[Records contained in a dataset]
===============
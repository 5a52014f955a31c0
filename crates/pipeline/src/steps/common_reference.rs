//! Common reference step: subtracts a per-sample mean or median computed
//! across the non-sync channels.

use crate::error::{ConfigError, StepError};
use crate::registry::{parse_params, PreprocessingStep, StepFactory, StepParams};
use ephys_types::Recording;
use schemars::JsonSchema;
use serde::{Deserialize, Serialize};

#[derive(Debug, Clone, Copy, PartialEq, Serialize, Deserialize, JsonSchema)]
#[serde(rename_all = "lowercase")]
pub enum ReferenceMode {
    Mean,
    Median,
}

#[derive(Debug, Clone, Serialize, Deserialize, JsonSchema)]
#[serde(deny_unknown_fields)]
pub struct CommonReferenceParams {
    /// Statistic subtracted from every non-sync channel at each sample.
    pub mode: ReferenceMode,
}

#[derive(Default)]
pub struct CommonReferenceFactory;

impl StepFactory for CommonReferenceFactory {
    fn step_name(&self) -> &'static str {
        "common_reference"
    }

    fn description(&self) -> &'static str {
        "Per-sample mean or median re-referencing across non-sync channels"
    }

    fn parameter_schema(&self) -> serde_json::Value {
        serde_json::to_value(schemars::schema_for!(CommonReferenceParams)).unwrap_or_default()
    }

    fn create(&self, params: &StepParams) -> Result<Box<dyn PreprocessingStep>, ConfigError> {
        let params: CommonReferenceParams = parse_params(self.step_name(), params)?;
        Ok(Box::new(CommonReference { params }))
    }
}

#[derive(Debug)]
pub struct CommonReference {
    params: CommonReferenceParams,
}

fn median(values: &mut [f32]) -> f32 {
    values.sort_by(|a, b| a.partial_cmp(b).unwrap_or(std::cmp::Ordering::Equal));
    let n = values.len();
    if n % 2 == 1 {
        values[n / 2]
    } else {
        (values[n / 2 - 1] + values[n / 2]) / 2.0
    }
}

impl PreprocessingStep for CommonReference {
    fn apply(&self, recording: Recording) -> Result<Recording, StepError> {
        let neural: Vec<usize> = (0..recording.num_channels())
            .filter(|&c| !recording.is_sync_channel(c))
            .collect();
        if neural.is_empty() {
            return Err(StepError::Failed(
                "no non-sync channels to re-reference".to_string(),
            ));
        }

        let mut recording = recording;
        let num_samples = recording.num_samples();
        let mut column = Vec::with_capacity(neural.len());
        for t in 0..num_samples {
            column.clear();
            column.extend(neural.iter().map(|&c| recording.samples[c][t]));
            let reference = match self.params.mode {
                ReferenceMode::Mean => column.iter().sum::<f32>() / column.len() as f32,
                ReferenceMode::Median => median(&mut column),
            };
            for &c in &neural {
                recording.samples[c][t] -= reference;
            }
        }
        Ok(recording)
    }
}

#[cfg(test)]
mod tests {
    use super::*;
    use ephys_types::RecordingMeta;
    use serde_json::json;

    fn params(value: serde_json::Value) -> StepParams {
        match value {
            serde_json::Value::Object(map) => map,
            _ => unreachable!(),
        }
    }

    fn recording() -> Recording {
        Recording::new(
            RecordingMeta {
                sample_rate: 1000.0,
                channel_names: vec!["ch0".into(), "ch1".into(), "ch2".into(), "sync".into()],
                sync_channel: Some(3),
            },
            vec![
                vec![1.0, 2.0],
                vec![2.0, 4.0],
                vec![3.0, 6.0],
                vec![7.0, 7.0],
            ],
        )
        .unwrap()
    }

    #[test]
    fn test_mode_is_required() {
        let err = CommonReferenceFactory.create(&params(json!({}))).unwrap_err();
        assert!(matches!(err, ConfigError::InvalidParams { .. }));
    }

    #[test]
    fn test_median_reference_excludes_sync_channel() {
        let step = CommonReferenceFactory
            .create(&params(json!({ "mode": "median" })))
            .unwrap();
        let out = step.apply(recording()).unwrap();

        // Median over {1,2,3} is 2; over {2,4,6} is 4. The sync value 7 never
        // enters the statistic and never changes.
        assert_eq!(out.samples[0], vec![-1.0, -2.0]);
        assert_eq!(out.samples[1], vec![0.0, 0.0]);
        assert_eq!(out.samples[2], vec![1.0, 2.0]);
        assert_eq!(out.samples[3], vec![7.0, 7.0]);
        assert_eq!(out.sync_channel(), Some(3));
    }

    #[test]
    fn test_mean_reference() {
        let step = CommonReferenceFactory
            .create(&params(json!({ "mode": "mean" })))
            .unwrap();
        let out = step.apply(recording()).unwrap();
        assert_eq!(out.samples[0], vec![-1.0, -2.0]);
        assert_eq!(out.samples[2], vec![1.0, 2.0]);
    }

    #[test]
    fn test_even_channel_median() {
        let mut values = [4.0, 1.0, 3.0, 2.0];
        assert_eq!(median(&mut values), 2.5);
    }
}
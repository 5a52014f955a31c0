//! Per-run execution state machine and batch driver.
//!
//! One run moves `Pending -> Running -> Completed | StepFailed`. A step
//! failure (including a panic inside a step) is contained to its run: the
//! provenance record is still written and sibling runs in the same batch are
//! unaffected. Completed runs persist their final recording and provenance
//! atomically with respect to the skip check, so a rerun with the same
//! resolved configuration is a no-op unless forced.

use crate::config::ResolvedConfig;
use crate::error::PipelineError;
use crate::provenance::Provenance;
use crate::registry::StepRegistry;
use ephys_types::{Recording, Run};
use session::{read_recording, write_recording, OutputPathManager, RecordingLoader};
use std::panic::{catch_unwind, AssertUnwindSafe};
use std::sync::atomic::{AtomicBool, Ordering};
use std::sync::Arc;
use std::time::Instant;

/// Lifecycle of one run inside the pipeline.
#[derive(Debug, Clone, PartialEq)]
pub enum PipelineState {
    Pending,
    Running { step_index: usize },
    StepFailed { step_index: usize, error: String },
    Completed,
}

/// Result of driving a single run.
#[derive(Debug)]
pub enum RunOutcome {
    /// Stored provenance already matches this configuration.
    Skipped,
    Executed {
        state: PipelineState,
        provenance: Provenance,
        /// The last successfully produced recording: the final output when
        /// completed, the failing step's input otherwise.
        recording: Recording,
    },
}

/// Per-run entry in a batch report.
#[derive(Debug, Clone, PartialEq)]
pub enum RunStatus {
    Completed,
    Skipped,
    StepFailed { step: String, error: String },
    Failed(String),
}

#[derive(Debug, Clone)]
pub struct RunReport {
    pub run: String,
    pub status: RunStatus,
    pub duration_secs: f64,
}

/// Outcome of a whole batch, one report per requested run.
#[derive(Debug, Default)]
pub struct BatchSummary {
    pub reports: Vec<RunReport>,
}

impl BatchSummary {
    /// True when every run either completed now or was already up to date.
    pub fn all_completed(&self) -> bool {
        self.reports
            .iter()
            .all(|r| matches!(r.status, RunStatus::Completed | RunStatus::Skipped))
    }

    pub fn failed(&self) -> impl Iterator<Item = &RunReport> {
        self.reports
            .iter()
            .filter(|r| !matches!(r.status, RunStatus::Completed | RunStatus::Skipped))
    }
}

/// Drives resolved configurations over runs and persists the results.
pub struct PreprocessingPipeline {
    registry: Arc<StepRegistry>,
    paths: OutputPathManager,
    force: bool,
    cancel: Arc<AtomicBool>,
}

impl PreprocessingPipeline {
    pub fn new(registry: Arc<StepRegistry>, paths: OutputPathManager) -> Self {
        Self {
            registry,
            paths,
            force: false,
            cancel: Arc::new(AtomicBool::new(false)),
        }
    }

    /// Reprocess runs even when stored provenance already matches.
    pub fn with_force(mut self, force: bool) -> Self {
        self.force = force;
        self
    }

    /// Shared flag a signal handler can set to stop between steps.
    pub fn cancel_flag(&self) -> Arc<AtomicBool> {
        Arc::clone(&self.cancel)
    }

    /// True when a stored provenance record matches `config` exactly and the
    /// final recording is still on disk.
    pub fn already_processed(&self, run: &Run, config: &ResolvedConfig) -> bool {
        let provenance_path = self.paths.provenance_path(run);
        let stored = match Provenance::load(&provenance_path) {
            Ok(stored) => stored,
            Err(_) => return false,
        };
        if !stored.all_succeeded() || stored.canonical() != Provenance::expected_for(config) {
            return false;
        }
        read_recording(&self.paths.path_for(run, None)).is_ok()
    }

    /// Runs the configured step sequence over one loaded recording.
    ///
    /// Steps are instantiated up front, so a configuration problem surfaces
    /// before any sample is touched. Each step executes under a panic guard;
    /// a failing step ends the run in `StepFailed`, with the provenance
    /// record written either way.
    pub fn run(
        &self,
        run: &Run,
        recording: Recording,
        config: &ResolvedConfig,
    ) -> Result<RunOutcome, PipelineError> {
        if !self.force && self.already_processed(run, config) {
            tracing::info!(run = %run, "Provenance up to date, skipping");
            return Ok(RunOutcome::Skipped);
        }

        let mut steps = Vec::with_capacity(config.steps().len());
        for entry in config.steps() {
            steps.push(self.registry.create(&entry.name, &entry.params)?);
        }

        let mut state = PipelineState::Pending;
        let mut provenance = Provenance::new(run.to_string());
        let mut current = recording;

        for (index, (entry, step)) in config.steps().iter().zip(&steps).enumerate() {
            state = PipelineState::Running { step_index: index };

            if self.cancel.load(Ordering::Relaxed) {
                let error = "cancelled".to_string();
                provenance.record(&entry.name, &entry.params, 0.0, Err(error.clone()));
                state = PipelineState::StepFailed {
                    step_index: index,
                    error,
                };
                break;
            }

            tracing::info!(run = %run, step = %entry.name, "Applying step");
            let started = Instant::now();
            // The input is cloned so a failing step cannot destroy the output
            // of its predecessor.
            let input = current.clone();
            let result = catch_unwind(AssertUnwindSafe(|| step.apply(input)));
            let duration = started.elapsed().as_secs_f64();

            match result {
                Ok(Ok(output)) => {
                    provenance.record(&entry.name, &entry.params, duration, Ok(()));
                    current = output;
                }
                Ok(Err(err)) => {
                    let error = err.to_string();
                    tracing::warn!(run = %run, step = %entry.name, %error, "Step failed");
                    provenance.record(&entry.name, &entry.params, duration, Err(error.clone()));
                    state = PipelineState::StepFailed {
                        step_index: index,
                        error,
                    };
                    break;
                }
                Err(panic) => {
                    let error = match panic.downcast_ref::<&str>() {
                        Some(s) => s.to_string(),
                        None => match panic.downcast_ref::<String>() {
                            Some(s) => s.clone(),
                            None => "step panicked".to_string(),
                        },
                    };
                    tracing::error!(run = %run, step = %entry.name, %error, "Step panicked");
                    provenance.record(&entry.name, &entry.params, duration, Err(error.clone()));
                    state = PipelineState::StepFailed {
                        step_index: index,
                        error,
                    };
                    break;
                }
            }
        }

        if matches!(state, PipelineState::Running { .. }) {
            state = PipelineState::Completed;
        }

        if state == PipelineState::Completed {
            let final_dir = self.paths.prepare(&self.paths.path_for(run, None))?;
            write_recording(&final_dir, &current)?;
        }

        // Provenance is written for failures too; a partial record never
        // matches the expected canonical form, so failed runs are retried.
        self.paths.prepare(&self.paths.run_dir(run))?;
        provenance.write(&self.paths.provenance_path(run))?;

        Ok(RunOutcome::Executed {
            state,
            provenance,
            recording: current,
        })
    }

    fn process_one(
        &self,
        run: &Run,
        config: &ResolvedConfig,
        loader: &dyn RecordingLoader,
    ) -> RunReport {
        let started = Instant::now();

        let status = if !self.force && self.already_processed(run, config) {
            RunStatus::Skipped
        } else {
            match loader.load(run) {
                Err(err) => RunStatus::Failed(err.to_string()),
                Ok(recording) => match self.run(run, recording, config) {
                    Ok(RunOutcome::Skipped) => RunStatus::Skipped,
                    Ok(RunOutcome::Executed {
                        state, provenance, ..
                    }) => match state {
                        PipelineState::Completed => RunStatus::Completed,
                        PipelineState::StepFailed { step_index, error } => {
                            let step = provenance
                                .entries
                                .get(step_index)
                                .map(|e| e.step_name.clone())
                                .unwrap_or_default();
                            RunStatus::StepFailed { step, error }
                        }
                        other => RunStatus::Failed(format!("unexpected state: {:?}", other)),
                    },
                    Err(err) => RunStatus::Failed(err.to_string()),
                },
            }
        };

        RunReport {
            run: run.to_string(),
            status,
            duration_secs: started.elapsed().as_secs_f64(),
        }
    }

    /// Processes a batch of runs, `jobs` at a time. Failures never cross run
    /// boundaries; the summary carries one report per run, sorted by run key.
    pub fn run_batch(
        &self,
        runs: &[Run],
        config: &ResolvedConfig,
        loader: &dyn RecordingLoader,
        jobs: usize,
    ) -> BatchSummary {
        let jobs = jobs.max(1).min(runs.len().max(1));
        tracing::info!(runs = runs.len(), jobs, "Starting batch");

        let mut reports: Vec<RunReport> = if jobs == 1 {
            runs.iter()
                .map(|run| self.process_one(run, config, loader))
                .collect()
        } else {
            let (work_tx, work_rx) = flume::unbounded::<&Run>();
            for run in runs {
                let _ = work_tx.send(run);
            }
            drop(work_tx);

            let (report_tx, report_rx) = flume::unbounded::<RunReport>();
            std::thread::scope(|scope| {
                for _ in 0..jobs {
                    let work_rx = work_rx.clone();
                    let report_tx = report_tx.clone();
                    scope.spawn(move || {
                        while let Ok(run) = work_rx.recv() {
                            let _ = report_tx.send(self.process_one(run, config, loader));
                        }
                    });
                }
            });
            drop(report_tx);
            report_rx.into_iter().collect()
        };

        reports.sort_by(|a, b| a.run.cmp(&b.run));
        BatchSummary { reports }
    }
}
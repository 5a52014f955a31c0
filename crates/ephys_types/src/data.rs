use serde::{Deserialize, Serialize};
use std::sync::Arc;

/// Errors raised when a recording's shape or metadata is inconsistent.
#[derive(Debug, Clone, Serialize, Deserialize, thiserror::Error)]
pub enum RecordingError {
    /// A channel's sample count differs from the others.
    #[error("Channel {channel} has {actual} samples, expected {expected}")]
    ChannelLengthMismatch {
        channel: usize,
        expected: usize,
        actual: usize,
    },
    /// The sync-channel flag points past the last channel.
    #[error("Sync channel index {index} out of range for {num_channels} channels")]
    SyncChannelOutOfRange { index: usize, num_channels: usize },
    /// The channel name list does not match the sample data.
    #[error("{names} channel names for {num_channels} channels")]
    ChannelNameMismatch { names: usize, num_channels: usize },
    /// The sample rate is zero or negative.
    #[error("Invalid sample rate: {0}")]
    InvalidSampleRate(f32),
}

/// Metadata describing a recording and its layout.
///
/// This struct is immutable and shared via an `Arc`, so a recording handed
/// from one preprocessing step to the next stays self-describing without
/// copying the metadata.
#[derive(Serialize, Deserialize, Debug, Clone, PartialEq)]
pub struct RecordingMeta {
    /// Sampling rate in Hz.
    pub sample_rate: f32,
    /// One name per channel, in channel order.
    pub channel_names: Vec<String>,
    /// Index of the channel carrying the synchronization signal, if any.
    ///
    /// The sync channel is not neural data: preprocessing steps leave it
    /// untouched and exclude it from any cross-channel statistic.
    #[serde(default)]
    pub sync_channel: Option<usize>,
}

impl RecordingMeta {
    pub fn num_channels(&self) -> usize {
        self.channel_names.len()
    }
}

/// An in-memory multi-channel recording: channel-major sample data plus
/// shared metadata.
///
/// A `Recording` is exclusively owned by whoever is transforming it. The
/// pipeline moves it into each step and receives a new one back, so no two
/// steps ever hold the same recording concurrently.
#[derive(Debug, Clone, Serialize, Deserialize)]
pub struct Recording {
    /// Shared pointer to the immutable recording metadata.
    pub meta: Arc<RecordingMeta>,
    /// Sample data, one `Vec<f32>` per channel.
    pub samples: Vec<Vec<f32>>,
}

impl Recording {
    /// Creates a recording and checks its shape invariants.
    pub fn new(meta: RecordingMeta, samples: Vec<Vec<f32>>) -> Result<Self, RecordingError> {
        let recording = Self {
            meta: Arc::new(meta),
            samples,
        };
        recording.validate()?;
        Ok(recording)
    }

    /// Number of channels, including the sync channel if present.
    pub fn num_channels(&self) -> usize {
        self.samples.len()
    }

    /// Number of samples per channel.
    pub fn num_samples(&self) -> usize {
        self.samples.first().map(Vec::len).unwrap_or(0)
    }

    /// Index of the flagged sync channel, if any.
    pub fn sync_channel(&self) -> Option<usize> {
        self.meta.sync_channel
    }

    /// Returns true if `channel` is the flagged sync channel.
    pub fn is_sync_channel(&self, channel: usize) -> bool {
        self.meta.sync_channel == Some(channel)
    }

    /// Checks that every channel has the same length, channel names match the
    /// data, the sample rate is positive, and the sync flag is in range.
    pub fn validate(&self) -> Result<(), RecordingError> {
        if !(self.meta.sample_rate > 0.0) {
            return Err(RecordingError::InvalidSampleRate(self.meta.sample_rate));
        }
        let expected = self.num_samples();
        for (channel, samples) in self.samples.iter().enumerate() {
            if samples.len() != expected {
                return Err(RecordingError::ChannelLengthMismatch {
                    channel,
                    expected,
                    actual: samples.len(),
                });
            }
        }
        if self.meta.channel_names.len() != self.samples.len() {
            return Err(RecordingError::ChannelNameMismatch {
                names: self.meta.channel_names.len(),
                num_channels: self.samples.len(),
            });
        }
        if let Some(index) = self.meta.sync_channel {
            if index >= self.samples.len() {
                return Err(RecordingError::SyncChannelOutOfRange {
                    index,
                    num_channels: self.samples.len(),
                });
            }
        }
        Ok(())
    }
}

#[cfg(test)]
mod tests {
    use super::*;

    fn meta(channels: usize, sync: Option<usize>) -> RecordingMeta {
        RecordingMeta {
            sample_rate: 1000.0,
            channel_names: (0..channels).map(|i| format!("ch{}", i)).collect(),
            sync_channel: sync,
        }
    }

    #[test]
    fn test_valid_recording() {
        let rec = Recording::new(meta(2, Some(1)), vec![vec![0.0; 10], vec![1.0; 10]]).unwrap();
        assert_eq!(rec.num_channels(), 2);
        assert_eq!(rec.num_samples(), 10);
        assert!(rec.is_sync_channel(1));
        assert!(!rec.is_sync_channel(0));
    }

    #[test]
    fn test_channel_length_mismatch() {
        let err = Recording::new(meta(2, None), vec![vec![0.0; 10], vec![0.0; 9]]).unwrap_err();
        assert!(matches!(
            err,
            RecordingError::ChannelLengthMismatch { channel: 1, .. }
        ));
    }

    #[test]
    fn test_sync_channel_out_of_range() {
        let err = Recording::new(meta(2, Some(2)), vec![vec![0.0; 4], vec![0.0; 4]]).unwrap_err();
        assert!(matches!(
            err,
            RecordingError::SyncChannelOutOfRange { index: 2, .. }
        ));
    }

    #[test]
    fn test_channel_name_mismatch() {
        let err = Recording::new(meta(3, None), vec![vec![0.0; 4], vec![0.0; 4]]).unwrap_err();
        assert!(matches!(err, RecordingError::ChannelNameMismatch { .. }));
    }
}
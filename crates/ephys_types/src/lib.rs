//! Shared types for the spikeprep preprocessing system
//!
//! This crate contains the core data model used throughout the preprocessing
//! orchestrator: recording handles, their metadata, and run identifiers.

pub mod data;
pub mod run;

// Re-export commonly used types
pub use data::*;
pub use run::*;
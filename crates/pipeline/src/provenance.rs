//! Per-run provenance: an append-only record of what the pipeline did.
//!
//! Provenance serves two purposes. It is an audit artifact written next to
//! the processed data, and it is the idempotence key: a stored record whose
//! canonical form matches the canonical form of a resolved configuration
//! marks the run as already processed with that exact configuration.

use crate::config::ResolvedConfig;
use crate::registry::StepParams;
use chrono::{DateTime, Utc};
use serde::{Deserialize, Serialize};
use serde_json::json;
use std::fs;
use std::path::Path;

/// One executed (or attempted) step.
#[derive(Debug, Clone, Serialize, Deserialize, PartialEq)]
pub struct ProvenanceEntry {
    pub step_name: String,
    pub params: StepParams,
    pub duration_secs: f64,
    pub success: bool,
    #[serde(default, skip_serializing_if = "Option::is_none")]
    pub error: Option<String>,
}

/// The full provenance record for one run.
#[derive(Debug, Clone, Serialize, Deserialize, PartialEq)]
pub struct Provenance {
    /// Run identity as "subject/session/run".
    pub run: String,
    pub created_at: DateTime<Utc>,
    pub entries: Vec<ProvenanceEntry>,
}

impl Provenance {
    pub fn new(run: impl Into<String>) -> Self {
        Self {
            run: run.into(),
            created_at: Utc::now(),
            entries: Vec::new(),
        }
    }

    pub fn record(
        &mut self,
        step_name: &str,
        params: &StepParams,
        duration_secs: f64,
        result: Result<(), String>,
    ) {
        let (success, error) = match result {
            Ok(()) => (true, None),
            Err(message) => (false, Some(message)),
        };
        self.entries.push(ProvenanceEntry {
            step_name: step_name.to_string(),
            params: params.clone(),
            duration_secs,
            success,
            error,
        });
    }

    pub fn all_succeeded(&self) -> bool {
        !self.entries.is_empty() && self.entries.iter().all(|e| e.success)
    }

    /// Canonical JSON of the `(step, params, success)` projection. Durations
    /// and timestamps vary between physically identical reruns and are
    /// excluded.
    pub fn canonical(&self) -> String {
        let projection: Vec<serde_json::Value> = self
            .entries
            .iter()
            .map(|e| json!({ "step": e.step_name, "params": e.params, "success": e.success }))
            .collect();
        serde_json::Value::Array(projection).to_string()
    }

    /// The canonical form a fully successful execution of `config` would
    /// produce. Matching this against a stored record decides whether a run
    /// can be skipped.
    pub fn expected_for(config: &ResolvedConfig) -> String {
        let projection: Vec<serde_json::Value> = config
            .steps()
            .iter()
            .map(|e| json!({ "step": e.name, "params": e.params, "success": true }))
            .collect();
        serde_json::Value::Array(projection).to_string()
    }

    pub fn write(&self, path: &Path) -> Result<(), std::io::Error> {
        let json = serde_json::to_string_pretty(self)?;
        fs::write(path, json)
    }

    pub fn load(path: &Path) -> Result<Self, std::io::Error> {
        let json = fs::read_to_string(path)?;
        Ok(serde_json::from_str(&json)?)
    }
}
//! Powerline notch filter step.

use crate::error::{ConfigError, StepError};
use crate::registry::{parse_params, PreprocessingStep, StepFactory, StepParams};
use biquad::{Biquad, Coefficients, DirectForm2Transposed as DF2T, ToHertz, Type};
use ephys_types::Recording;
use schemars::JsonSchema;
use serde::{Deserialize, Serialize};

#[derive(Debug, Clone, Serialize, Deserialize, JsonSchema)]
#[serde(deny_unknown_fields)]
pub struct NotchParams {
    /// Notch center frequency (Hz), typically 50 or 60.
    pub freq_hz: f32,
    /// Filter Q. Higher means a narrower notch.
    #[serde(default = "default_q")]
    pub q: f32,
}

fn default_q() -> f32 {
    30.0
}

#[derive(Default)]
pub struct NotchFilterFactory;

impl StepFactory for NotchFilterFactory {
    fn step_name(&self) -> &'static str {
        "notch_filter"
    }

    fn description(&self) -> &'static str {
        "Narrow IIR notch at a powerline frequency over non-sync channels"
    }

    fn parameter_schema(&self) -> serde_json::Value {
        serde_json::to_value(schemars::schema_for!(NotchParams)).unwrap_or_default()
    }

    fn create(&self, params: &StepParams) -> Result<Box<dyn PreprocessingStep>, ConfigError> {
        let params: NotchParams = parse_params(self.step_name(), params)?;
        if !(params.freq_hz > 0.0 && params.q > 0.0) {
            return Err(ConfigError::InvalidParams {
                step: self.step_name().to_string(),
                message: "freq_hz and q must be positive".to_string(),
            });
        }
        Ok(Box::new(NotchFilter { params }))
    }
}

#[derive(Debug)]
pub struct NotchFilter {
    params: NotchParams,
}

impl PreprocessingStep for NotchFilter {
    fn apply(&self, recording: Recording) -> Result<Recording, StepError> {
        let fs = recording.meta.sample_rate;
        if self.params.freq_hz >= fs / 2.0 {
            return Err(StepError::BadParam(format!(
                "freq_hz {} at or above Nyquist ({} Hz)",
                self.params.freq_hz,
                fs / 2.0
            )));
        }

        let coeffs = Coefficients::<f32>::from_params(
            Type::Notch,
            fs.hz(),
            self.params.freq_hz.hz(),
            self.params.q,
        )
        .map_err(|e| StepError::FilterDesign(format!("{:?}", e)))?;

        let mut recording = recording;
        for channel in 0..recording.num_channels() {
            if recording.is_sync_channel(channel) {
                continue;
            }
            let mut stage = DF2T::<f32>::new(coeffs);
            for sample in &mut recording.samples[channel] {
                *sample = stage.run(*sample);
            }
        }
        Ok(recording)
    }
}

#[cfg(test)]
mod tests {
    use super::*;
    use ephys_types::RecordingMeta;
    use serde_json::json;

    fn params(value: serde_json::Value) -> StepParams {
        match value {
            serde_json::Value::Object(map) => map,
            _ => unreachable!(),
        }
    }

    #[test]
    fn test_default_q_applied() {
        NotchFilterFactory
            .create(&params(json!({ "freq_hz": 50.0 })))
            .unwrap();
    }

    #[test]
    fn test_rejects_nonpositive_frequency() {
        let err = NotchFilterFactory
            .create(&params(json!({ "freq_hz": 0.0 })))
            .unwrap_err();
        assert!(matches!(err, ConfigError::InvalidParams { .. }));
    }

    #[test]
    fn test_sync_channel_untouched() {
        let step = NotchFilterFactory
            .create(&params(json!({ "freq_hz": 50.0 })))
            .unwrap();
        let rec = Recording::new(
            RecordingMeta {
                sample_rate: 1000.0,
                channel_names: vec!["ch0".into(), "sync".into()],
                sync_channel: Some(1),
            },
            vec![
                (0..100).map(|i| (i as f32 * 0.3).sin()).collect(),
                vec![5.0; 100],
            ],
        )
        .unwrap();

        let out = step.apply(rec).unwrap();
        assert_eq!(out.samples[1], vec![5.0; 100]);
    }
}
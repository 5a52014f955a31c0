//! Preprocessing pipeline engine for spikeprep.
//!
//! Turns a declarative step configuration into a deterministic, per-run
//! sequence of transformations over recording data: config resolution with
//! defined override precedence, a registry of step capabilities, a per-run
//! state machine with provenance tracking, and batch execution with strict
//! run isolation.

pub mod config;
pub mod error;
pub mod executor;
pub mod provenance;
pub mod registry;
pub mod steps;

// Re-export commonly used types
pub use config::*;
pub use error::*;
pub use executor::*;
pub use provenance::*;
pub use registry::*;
===============
> _Problem_
What are the lines of the data above that include the string "collect"? Copy them.

> _Solved problem_
            .collect();
                .collect()
            report_rx.into_iter().collect()
            channel_names: (0..channels).map(|i| format!("ch{}", i)).collect(),
            .collect();
            .collect();
                (0..100).map(|i| (i as f32 * 0.3).sin()).collect(),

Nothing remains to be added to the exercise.